The company in September halted distribution of vehicles powered by non-compliant four-cylinder TDI engines after the Environmental Protection Agency first announced discrepancies with emissions tests. The agency later found problems with VW Group’s 3.0-liter V6 diesel, prompting a sales interruption of the Touareg TDI earlier this month.
Deliveries of the Golf fell by 64 percent for the month, while the Jetta SportWagen (now Golf SportWagen) lost more than half its sales volume. Passat and Beetle sales were down by 60 percent and 39 percent, respectively.
Despite the diesel troubles, certain models remained in demand. Tiguan sales surged by nearly 88 percent, and GTI numbers were up by almost 14 percent. The e-Golf achieved the biggest gains, tripling sales from 119 units to 472 vehicles for the month. Even the Eos experienced a slight uptick. Perhaps not coincidentally, all four gainers are not available with TDI engines in the US market.
“Volkswagen is working tirelessly on an approved remedy for the affected TDI vehicles,” said VoA COO Mark McNabb. “During this time we would like to thank our dealers and customers for their continued patience and loyalty.”
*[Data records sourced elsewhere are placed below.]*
impl Opcode {
    /// The width this opcode's arithmetic is interpreted at, or `None` for
    /// width-less opcodes (control flow, calls, labels).
    pub fn width(self) -> Option<Width> {
        use Opcode::*;
        match self {
            Nop | Br | Call | SetLabel | ExitTb | GotoTb => None,
            MovI32 | MoviI32 | SetcondI32 | MovcondI32 | BrcondI32 | AddI32 | SubI32 | MulI32
            | DivI32 | DivuI32 | RemI32 | RemuI32 | AndI32 | OrI32 | XorI32 | AndcI32 | OrcI32
            | EqvI32 | NandI32 | NorI32 | ShlI32 | ShrI32 | SarI32 | RotlI32 | RotrI32 | NotI32
            | NegI32 | Ext8sI32 | Ext8uI32 | Ext16sI32 | Ext16uI32 | DepositI32 | LdI32 | StI32
            | Add2I32 | Sub2I32 | Mulu2I32 | Brcond2I32 | Setcond2I32 => Some(Width::W32),
            MovI64 | MoviI64 | SetcondI64 | MovcondI64 | BrcondI64 | AddI64 | SubI64 | MulI64
            | DivI64 | DivuI64 | RemI64 | RemuI64 | AndI64 | OrI64 | XorI64 | AndcI64 | OrcI64
            | EqvI64 | NandI64 | NorI64 | ShlI64 | ShrI64 | SarI64 | RotlI64 | RotrI64 | NotI64
            | NegI64 | Ext8sI64 | Ext8uI64 | Ext16sI64 | Ext16uI64 | Ext32sI64 | Ext32uI64
            | DepositI64 | LdI64 | StI64 => Some(Width::W64),
        }
    }

    /// The category the optimiser's rewrite rules dispatch on.
    pub fn kind(self) -> OpKind {
        use Opcode::*;
        match self {
            MovI32 | MovI64 => OpKind::Mov,
            MoviI32 | MoviI64 => OpKind::Movi,
            NotI32 | NotI64 => OpKind::Unary(UnaryOp::Not),
            NegI32 | NegI64 => OpKind::Unary(UnaryOp::Neg),
            Ext8sI32 | Ext8sI64 => OpKind::Unary(UnaryOp::Ext8s),
            Ext8uI32 | Ext8uI64 => OpKind::Unary(UnaryOp::Ext8u),
            Ext16sI32 | Ext16sI64 => OpKind::Unary(UnaryOp::Ext16s),
            Ext16uI32 | Ext16uI64 => OpKind::Unary(UnaryOp::Ext16u),
            Ext32sI64 => OpKind::Unary(UnaryOp::Ext32s),
            Ext32uI64 => OpKind::Unary(UnaryOp::Ext32u),
            AddI32 | AddI64 => OpKind::Binary(BinOp::Add),
            SubI32 | SubI64 => OpKind::Binary(BinOp::Sub),
            MulI32 | MulI64 => OpKind::Binary(BinOp::Mul),
            AndI32 | AndI64 => OpKind::Binary(BinOp::And),
            OrI32 | OrI64 => OpKind::Binary(BinOp::Or),
            XorI32 | XorI64 => OpKind::Binary(BinOp::Xor),
            AndcI32 | AndcI64 => OpKind::Binary(BinOp::Andc),
            OrcI32 | OrcI64 => OpKind::Binary(BinOp::Orc),
            EqvI32 | EqvI64 => OpKind::Binary(BinOp::Eqv),
            NandI32 | NandI64 => OpKind::Binary(BinOp::Nand),
            NorI32 | NorI64 => OpKind::Binary(BinOp::Nor),
            ShlI32 | ShlI64 => OpKind::Binary(BinOp::Shl),
            ShrI32 | ShrI64 => OpKind::Binary(BinOp::Shr),
            SarI32 | SarI64 => OpKind::Binary(BinOp::Sar),
            RotlI32 | RotlI64 => OpKind::Binary(BinOp::Rotl),
            RotrI32 | RotrI64 => OpKind::Binary(BinOp::Rotr),
            DepositI32 | DepositI64 => OpKind::Deposit,
            SetcondI32 | SetcondI64 => OpKind::Setcond,
            BrcondI32 | BrcondI64 => OpKind::Brcond,
            MovcondI32 | MovcondI64 => OpKind::Movcond,
            Add2I32 => OpKind::Add2,
            Sub2I32 => OpKind::Sub2,
            Mulu2I32 => OpKind::Mulu2,
            Brcond2I32 => OpKind::Brcond2,
            Setcond2I32 => OpKind::Setcond2,
            Call => OpKind::Call,
            Nop | Br | SetLabel | ExitTb | GotoTb | DivI32 | DivI64 | DivuI32 | DivuI64
            | RemI32 | RemI64 | RemuI32 | RemuI64 | LdI32 | LdI64 | StI32 | StI64 => OpKind::Other,
        }
    }

    /// Arity and flags. Call arity is per call site; see [OpDef].
    pub fn def(self) -> OpDef {
        let terminal = OpFlags::BB_END.union(OpFlags::SIDE_EFFECTS);
        let (n_out, n_in, n_const, flags) = match self.kind() {
            OpKind::Mov => (1, 1, 0, OpFlags::NONE),
            OpKind::Movi => (1, 0, 1, OpFlags::NONE),
            OpKind::Unary(_) => (1, 1, 0, OpFlags::NONE),
            OpKind::Binary(_) => (1, 2, 0, OpFlags::NONE),
            OpKind::Deposit => (1, 2, 2, OpFlags::NONE),
            OpKind::Setcond => (1, 2, 1, OpFlags::NONE),
            OpKind::Brcond => (0, 2, 2, terminal),
            OpKind::Movcond => (1, 4, 1, OpFlags::NONE),
            OpKind::Add2 | OpKind::Sub2 => (2, 4, 0, OpFlags::NONE),
            OpKind::Mulu2 => (2, 2, 0, OpFlags::NONE),
            OpKind::Brcond2 => (0, 4, 2, terminal),
            OpKind::Setcond2 => (1, 4, 1, OpFlags::NONE),
            OpKind::Call => (0, 0, 2, OpFlags::SIDE_EFFECTS),
            OpKind::Other => match self {
                Opcode::Nop => (0, 0, 0, OpFlags::NONE),
                Opcode::Br | Opcode::SetLabel | Opcode::ExitTb | Opcode::GotoTb => {
                    (0, 0, 1, terminal)
                }
                Opcode::DivI32
                | Opcode::DivI64
                | Opcode::DivuI32
                | Opcode::DivuI64
                | Opcode::RemI32
                | Opcode::RemI64
                | Opcode::RemuI32
                | Opcode::RemuI64 => (1, 2, 0, OpFlags::NONE),
                // Memory is opaque to the optimiser: a load or store kills
                // every constant and copy fact, hence the BB_END flag.
                Opcode::LdI32 | Opcode::LdI64 => (1, 1, 1, terminal),
                Opcode::StI32 | Opcode::StI64 => (0, 2, 1, terminal),
                _ => unreachable!(),
            },
        };
        OpDef {
            n_out,
            n_in,
            n_const,
            flags,
        }
    }

    /// The register-to-register move opcode of the given width.
    pub fn mov_op(w: Width) -> Opcode {
        match w {
            Width::W32 => Opcode::MovI32,
            Width::W64 => Opcode::MovI64,
        }
    }

    /// The constant-load opcode of the given width.
    pub fn movi_op(w: Width) -> Opcode {
        match w {
            Width::W32 => Opcode::MoviI32,
            Width::W64 => Opcode::MoviI64,
        }
    }
}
Sales are expected to remain down until VW puts its offending TDI models back on the market. The company has already outlined a seemingly straightforward fix in Europe, however stricter US regulations are believed to pose more of a technical challenge as engineers attempt to implement a refit that does not affect performance or fuel economy. Many TDI vehicles held on lots will likely be forced to collect dust until sometime next year.
VW last month posted its first quarterly loss in more than 15 years, with revenue $3.9 billion USD in the red. The company quickly launched a compensation program to mollify dealers, as TDI models accounted for approximately 23 percent of US sales before the EPA announced emissions violations.